**Exercise requirements**.
Please return every line in the following data that includes the string "InvalidTopic".

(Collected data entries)

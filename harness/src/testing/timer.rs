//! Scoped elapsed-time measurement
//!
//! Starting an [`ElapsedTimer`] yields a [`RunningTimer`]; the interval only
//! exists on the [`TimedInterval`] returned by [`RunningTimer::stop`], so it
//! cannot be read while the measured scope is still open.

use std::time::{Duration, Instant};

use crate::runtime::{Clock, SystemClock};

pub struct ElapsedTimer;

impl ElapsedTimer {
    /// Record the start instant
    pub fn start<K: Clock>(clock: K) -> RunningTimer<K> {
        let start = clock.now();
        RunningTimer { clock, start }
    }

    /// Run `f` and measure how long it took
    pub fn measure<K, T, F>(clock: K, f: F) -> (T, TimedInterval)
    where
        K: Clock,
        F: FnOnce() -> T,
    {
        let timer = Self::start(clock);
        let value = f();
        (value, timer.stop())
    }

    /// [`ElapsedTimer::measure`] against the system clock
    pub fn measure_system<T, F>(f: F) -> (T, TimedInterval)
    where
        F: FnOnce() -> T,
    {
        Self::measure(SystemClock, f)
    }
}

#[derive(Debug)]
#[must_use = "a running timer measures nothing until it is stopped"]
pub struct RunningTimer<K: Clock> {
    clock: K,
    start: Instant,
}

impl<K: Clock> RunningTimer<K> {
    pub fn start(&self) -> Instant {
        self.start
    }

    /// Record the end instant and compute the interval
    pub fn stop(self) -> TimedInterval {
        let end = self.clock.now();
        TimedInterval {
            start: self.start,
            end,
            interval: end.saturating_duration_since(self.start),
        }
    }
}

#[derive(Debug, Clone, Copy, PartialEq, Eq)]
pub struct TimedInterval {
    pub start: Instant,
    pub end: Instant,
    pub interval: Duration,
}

--

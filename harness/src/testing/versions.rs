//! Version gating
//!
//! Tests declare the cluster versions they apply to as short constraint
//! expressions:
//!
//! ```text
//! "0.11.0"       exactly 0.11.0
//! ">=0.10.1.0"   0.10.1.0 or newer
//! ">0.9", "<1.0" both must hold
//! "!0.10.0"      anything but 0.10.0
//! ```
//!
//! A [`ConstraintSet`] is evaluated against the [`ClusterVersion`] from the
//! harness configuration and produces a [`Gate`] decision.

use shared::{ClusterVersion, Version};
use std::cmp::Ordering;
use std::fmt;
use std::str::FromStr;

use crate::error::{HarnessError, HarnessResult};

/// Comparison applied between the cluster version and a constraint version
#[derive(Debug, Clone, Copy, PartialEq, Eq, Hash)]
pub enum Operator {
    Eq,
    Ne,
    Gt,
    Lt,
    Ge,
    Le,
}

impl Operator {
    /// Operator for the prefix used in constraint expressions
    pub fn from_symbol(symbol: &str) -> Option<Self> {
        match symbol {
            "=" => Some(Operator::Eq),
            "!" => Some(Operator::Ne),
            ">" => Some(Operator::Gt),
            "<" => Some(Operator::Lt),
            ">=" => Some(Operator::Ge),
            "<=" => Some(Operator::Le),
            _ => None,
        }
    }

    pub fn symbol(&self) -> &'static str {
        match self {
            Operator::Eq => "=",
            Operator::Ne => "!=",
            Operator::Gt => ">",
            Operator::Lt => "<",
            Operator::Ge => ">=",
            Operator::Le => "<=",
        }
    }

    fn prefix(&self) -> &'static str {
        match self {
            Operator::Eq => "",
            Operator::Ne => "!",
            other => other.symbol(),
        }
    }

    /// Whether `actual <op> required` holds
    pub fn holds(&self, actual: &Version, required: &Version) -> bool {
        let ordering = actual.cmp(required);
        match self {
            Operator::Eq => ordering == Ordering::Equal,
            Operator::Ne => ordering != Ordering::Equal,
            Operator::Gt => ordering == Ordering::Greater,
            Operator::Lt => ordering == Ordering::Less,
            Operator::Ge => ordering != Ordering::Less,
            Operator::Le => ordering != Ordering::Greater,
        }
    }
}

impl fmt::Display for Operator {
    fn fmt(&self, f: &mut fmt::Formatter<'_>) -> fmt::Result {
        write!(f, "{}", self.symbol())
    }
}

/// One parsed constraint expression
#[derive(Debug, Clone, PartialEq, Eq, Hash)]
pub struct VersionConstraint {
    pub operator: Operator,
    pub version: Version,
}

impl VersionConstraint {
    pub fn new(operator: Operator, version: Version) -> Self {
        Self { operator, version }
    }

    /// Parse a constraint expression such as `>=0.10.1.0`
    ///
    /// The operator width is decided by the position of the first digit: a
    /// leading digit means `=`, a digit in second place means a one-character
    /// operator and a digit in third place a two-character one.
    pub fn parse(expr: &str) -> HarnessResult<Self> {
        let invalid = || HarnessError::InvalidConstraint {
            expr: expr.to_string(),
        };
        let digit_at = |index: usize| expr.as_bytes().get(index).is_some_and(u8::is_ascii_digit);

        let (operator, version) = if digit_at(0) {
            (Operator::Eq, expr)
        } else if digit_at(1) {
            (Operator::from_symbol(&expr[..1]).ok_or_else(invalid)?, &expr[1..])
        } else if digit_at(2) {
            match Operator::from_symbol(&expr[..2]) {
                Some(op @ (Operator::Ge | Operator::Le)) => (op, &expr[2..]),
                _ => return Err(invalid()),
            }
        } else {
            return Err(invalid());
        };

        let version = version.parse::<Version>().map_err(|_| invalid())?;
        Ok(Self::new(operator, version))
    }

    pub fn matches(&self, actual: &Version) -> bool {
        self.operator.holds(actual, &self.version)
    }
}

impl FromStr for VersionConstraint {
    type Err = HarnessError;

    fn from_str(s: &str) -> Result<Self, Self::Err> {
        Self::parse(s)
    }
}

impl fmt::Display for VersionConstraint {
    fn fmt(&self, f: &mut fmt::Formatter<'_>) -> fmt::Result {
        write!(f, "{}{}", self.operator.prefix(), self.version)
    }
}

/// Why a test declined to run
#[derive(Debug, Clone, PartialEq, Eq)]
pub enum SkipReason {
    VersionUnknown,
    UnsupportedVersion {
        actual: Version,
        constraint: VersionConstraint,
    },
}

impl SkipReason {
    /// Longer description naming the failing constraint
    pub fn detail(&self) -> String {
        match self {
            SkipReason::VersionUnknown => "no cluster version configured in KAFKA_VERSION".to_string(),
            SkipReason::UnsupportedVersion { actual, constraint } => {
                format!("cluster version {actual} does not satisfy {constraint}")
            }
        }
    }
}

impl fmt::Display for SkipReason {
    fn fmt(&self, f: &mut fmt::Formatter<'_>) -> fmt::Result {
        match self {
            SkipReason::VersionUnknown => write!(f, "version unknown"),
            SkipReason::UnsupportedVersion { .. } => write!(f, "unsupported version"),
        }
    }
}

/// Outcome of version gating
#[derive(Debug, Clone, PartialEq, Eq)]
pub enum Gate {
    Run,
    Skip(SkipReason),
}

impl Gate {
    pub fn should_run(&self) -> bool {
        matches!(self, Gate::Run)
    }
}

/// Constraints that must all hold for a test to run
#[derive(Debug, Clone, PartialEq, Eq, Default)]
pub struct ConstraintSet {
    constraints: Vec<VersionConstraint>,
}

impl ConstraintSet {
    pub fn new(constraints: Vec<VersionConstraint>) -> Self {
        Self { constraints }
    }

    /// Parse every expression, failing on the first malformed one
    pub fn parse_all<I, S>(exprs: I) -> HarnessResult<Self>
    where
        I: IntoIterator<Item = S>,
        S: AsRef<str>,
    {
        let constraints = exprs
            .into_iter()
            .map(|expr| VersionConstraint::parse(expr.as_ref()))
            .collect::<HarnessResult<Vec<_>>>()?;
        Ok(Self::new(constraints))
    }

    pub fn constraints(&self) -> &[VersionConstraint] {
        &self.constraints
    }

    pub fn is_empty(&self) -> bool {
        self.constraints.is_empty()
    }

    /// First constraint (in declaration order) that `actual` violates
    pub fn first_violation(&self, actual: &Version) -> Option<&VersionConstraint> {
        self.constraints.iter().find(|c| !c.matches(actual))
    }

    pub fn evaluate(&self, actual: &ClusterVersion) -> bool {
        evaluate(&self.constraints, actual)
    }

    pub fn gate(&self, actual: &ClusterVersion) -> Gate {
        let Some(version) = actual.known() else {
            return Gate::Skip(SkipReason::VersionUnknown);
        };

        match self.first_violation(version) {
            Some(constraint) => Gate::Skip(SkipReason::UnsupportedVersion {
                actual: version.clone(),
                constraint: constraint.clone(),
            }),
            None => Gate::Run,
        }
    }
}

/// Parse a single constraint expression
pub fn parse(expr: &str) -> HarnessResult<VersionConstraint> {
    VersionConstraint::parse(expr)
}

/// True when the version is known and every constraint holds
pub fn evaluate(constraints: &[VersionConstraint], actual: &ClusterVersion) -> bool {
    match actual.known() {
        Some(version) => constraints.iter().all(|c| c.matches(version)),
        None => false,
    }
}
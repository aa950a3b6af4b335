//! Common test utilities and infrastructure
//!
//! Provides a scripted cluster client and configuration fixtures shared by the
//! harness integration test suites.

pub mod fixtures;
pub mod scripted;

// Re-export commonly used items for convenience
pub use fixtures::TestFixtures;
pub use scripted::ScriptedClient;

--

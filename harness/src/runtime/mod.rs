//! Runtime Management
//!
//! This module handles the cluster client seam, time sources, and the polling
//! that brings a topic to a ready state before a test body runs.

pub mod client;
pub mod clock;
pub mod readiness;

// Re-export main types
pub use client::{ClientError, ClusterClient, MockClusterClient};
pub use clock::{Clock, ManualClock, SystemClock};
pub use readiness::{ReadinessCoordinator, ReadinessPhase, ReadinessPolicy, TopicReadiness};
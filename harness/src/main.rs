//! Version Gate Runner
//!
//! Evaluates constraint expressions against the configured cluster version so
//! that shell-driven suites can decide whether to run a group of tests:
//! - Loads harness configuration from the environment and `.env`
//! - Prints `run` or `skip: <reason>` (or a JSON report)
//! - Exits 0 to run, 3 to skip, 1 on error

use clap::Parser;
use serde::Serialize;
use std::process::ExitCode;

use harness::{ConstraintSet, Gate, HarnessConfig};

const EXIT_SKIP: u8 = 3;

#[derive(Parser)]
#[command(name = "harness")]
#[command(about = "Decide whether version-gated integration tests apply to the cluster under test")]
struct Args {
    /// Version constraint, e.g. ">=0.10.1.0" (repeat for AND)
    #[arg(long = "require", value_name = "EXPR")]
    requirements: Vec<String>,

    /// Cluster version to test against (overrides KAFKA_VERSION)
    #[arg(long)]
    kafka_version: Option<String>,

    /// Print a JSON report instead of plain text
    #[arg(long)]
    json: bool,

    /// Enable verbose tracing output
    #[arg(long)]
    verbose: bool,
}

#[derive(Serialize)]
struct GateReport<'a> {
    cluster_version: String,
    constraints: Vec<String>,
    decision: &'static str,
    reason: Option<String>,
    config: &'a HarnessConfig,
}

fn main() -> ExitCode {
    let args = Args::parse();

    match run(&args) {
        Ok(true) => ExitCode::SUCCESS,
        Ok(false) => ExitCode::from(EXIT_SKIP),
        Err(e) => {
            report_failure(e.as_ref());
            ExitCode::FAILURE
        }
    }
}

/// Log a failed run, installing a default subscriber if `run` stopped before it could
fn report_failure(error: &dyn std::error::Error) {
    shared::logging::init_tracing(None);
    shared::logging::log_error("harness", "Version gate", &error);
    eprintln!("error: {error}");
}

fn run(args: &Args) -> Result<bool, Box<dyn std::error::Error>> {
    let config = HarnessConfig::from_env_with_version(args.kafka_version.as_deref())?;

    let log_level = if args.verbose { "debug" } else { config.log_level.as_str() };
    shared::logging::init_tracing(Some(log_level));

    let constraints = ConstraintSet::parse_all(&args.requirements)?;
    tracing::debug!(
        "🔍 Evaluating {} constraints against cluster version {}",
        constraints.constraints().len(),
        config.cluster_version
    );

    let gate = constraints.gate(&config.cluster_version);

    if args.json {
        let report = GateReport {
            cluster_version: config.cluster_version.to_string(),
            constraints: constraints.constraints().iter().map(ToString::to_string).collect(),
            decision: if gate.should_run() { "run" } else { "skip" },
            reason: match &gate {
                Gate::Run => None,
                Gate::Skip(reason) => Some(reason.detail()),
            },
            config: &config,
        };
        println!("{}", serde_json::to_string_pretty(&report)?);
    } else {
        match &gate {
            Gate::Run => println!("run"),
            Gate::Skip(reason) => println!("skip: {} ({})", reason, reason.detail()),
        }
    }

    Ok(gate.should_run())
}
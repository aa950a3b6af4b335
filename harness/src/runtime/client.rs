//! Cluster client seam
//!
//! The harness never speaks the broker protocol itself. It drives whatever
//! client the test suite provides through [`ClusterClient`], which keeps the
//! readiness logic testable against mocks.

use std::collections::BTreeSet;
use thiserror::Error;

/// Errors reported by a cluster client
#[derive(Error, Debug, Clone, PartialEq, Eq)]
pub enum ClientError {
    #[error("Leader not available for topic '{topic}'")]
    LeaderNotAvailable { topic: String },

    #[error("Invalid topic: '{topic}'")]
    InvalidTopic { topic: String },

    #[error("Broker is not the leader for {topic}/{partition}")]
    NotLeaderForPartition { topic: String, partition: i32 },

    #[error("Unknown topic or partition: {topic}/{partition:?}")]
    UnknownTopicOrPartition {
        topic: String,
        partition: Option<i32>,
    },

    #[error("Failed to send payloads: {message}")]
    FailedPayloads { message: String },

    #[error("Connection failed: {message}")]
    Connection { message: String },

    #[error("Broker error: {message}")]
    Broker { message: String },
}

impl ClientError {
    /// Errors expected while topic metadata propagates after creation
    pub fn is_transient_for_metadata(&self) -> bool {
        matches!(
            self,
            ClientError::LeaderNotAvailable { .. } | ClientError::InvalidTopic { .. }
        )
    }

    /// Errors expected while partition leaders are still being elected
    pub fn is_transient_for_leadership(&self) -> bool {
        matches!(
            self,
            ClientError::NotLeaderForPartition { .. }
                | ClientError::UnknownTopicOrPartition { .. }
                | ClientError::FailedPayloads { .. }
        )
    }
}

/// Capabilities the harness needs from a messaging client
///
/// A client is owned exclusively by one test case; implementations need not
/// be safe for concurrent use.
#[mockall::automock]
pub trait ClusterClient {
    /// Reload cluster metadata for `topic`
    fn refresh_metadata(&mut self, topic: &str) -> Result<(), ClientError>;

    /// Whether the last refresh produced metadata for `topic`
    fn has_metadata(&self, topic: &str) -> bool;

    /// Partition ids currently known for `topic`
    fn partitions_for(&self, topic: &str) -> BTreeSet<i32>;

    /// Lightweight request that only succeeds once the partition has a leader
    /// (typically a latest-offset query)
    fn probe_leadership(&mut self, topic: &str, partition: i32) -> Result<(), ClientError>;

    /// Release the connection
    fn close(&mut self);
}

**Finished task**.
    InvalidTopic { topic: String },
            ClientError::LeaderNotAvailable { .. } | ClientError::InvalidTopic { .. }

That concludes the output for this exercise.